It's not _that_ bad at 12pt, but all that's wrong with the font really shows
with smaller sizes. Stroke weights are inconsistent, eyes too small. The font
was meant to be "clear, pragmatic and very readable". Right now, it's none of
these.

Technical problems can be solved, and the font will look good to some. I don't
like it, but that's just a matter of taste. Layman's opinion on aesthetics can
only have statistical value (and it's questionable if professional's opinion
should be valued more).

What really bothers me is pretentiousness of the first paragraph. Basically,
"everything was meant to be great, so it is". That - along with a todo that
says nothing about fixing flaws, but dreams of having cyrillic, greek, unicode
- is the biggest problem of all.

Fixing that first would go a long way toward making this a newsworthy item and
a font to keep an eye on.

------
bubblicious
It probably took a lot of work to do so I'm not going to bash this... But
somehow I feel that the letters are not round enough for my eyes to easily
flow from one letter to the other. But then again I don't have the best eyes
either so hopefully it's useful to some other devs.

------
ICWiener
Thanks, it is always nice to see a monospaced font available.
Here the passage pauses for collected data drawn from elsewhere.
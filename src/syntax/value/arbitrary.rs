use super::{Tag, Value};
use quickcheck::Arbitrary;

#[derive(Clone, Debug)]
struct KeyString(String);

// Generation is limited to shapes every grammar can re-read from its own
// printed form: no one-element tuples (brackets around a lone value are
// grouping, not construction) and no duplicate map keys.
impl Arbitrary for Value {
    fn arbitrary(gen: &mut quickcheck::Gen) -> Self {
        arbitrary_at(gen, 0)
    }
}

fn arbitrary_at(gen: &mut quickcheck::Gen, depth: usize) -> Value {
    match gen.choose(&[1, 2, 3, 4, 5, 6, 7, 8]) {
        Some(1) => Value::boolean(bool::arbitrary(gen)),
        Some(2) => Value::int(i64::arbitrary(gen)),
        Some(3) => arbitrary_float(gen),
        Some(4) => arbitrary_string(gen),
        Some(5) => Value::tag(KeyString::arbitrary(gen).0),
        Some(6) => Value::empty(),
        Some(7) if depth < 2 => {
            let elements = (0..2 + depth % 2)
                .map(|_| arbitrary_at(gen, depth + 1))
                .collect::<Vec<_>>();
            Value::tuple(elements)
        }
        Some(8) if depth < 2 => arbitrary_map(gen, depth),
        _ => Value::int(i64::arbitrary(gen)),
    }
}

fn arbitrary_float(gen: &mut quickcheck::Gen) -> Value {
    let pool = [0.0, 1.5, -0.25, 42.0, 1e9, f64::NAN];

    match gen.choose(&pool) {
        Some(f) => Value::float(*f),
        None => Value::float(0.0),
    }
}

fn arbitrary_string(gen: &mut quickcheck::Gen) -> Value {
    let problems = ["", "one two", "line\nbreak", "tab\there", "quo\"te", "back\\slash"];

    match gen.choose(&problems) {
        Some(s) => Value::string(*s),
        None => Value::string("x"),
    }
}

fn arbitrary_map(gen: &mut quickcheck::Gen, depth: usize) -> Value {
    let keys = ["alpha", "beta", "gamma", "needs quoting", "delta_9"];
    let count = gen.choose(&[1usize, 2, 3]).copied().unwrap_or(1);

    let entries: Vec<(Tag, Value)> = keys
        .iter()
        .take(count)
        .map(|k| (Tag::new(*k), arbitrary_at(gen, depth + 1)))
        .collect();
    Value::map(entries)
}

impl Arbitrary for KeyString {
    fn arbitrary(gen: &mut quickcheck::Gen) -> Self {
        let names = ["foo", "bar_baz", "x1", "_hidden", "Word"];

        match gen.choose(&names) {
            Some(v) => KeyString((*v).to_string()),
            None => KeyString("foo".to_string()),
        }
    }
}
I especially
like the light version. I also like the fact that symbols that look similar
(e.g. "1lI") are very distinct from each others.

------
gearoidoc
Not exactly the best name for changing the programmer stereotype...

------
Tiksi
I struggled for a long time to find a font that looks good even when it's tiny
and subpixel smoothing isn't very effective. I've pretty much settled on
tamsyn: [http://www.fial.com/~scott/tamsyn-
font/](http://www.fial.com/~scott/tamsyn-font/)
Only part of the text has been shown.